There are 6 kingdoms.
Kingdoms
Kingdom Eubacteria
“True bacteria.” This kingdom is mainly to distinguish between archaea and other prokaryotes.
Kingdom Archaebacteria
“Ancient bacteria.” Archaea are actually quite different than bacteria, so scientists prefer to write archaea.
Kingdom Protists
Protists are eukaryotes that are not plants, animals, or fungi. This was a bad decision on scientists’ part, because they are defined by what they are not, rather than what they are.

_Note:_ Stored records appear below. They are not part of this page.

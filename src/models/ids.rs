//! Opaque identifier newtypes.
//!
//! `PlaylistId`, `RundownId`, and `SegmentId` are all plain strings at the
//! wire level, but keeping them distinct types prevents accidentally
//! passing a segment id where a rundown id is expected, which the spec's
//! `${PlaylistId}_<ordinal>` derivation makes easy to get wrong.

use std::fmt;

use serde::{Deserialize, Serialize};

macro_rules! opaque_id {
    ($name:ident) => {
        #[derive(
            Debug, Clone, PartialEq, Eq, Hash, PartialOrd, Ord, Serialize, Deserialize,
        )]
        #[serde(transparent)]
        pub struct $name(pub String);

        impl $name {
            pub fn as_str(&self) -> &str {
                &self.0
            }
        }

        impl fmt::Display for $name {
            fn fmt(&self, f: &mut fmt::Formatter<'_>) -> fmt::Result {
                write!(f, "{}", self.0)
            }
        }

        impl From<String> for $name {
            fn from(s: String) -> Self {
                Self(s)
            }
        }

        impl From<&str> for $name {
            fn from(s: &str) -> Self {
                Self(s.to_string())
            }
        }
    };
}

opaque_id!(PlaylistId);
opaque_id!(RundownId);
opaque_id!(SegmentId);

impl PlaylistId {
    /// Derive the Nth rundown id for this playlist, ordinal starting at 1.
    pub fn rundown_id(&self, ordinal: usize) -> RundownId {
        RundownId(format!("{}_{}", self.0, ordinal))
    }
}

#[cfg(test)]
mod tests {
    use super::*;

    #[test]
    fn rundown_id_derivation_starts_at_one() {
        let playlist = PlaylistId::from("QUEUE");
        assert_eq!(playlist.rundown_id(1).as_str(), "QUEUE_1");
        assert_eq!(playlist.rundown_id(2).as_str(), "QUEUE_2");
    }
}
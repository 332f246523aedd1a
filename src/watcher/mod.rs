//! Watcher Loop (§4.5): the orchestrator. Owns every cache, drives a
//! single-flight poll timer, and calls the NRCS adapter, resolver, rank
//! assigner, and differ in order, emitting the result as a broadcast
//! event stream.

pub mod cache;
pub mod events;

use std::sync::atomic::{AtomicBool, Ordering};
use std::sync::Arc;

use chrono::Utc;
use opentelemetry::KeyValue;
use tokio::sync::{broadcast, Mutex};
use tokio_util::sync::CancellationToken;
use tracing::{debug, info, warn};

use crate::config::WatcherConfig;
use crate::control_plane::{ControlPlaneClient, StatusCode};
use crate::differ::{diff_playlist, PlaylistDiff, RundownChange, SegmentChange};
use crate::errors::AppResult;
use crate::models::{INewsRundown, PlaylistId, RundownId, RundownSegment, SegmentId};
use crate::nrcs::NrcsClient;
use crate::observability::AppObservability;
use crate::rank::assign_ranks;
use crate::resolver::{resolve_playlist, RundownBoundaryDetector};

use cache::WatcherState;
pub use events::WatcherEvent;

const EVENT_CHANNEL_CAPACITY: usize = 1024;

enum PollOutcome {
    Good,
    VersionMismatch,
}

/// One watched NRCS queue and the playlist id it maps to.
#[derive(Debug, Clone)]
pub struct WatchedQueue {
    pub queue_id: String,
    pub playlist_id: PlaylistId,
}

pub struct Watcher {
    nrcs: Arc<dyn NrcsClient>,
    control_plane: Arc<dyn ControlPlaneClient>,
    boundary: Arc<dyn RundownBoundaryDetector>,
    observability: Arc<AppObservability>,
    config: WatcherConfig,
    queues: Vec<WatchedQueue>,
    state: Mutex<WatcherState>,
    events_tx: broadcast::Sender<WatcherEvent>,
    cancellation: CancellationToken,
    running: AtomicBool,
}
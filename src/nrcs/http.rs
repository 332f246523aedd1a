//! `reqwest`-backed [`NrcsClient`](super::NrcsClient) implementation.

use std::collections::HashMap;
use std::sync::atomic::{AtomicUsize, Ordering};
use std::time::Duration;

use async_trait::async_trait;
use reqwest::Client;

use crate::errors::{NrcsError, NrcsResult};
use crate::models::{ReducedRundown, SegmentId, UnrankedSegment};

use super::NrcsClient;

/// NRCS adapter over HTTP. `reqwest::Client` already pools connections
/// internally, so one instance is shared across every queue this
/// gateway watches.
pub struct HttpNrcsClient {
    client: Client,
    base_url: String,
    in_flight: AtomicUsize,
}

impl HttpNrcsClient {
    pub fn new(
        base_url: impl Into<String>,
        connect_timeout: Duration,
        request_timeout: Duration,
    ) -> NrcsResult<Self> {
        let client = Client::builder()
            .connect_timeout(connect_timeout)
            .timeout(request_timeout)
            .build()?;
        Ok(Self {
            client,
            base_url: base_url.into(),
            in_flight: AtomicUsize::new(0),
        })
    }

    async fn guarded<T, F>(&self, fut: F) -> NrcsResult<T>
    where
        F: std::future::Future<Output = NrcsResult<T>>,
    {
        self.in_flight.fetch_add(1, Ordering::SeqCst);
        let result = fut.await;
        self.in_flight.fetch_sub(1, Ordering::SeqCst);
        result
    }
}

#[async_trait]
impl NrcsClient for HttpNrcsClient {
    async fn download_rundown(&self, queue_id: &str) -> NrcsResult<ReducedRundown> {
        self.guarded(async {
            let url = format!("{}/queues/{queue_id}/rundown", self.base_url);
            let response = self
                .client
                .get(&url)
                .send()
                .await
                .map_err(|source| {
                    if source.is_timeout() {
                        NrcsError::Timeout {
                            queue_id: queue_id.to_string(),
                        }
                    } else {
                        NrcsError::from(source)
                    }
                })?
                .error_for_status()
                .map_err(|source| NrcsError::RequestFailed {
                    queue_id: queue_id.to_string(),
                    message: source.to_string(),
                })?;

            response
                .json::<ReducedRundown>()
                .await
                .map_err(|source| NrcsError::MalformedResponse {
                    queue_id: queue_id.to_string(),
                    message: source.to_string(),
                })
        })
        .await
    }

    async fn fetch_stories_by_id(
        &self,
        queue_id: &str,
        segment_ids: &[SegmentId],
    ) -> NrcsResult<HashMap<SegmentId, UnrankedSegment>> {
        self.guarded(async {
            let url = format!("{}/queues/{queue_id}/stories", self.base_url);
            let ids: Vec<&str> = segment_ids.iter().map(SegmentId::as_str).collect();
            let response = self
                .client
                .post(&url)
                .json(&ids)
                .send()
                .await
                .map_err(|source| {
                    if source.is_timeout() {
                        NrcsError::Timeout {
                            queue_id: queue_id.to_string(),
                        }
                    } else {
                        NrcsError::from(source)
                    }
                })?
                .error_for_status()
                .map_err(|source| NrcsError::RequestFailed {
                    queue_id: queue_id.to_string(),
                    message: source.to_string(),
                })?;

            let stories: Vec<UnrankedSegment> =
                response
                    .json()
                    .await
                    .map_err(|source| NrcsError::MalformedResponse {
                        queue_id: queue_id.to_string(),
                        message: source.to_string(),
                    })?;

            Ok(stories
                .into_iter()
                .map(|segment| (segment.segment_id.clone(), segment))
                .collect())
        })
        .await
    }

    async fn queue_length(&self) -> usize {
        self.in_flight.load(Ordering::SeqCst)
    }
}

Many have less in common than plants and animals.
Kingdom Fungi
The kingdom Fungi consists of eukaryotic, heterotrophic organisms that are unicellular or multicellular and that gain nutrients through absorption.
Kingdom Plantae
Most plants are autotrophic, use photosynthesis as a cource of energy and develop from embryos.
Kingdom Animalia
Animals are eukaryotic, multicellular, and heterotrophyic organisms that develop from embryos. Most have symmetrical body organization.
Since the time of Linnaeus, many biologists have proposed alternative to this 6 kingdom system. Some say that more kingdoms need to be created to replace protists. Some say subkingdoms are the way to go.
*Make sure to study the Clade and the Tree and the Clade* Drije told 3rd period that those would be the majority of the diagrams for this section!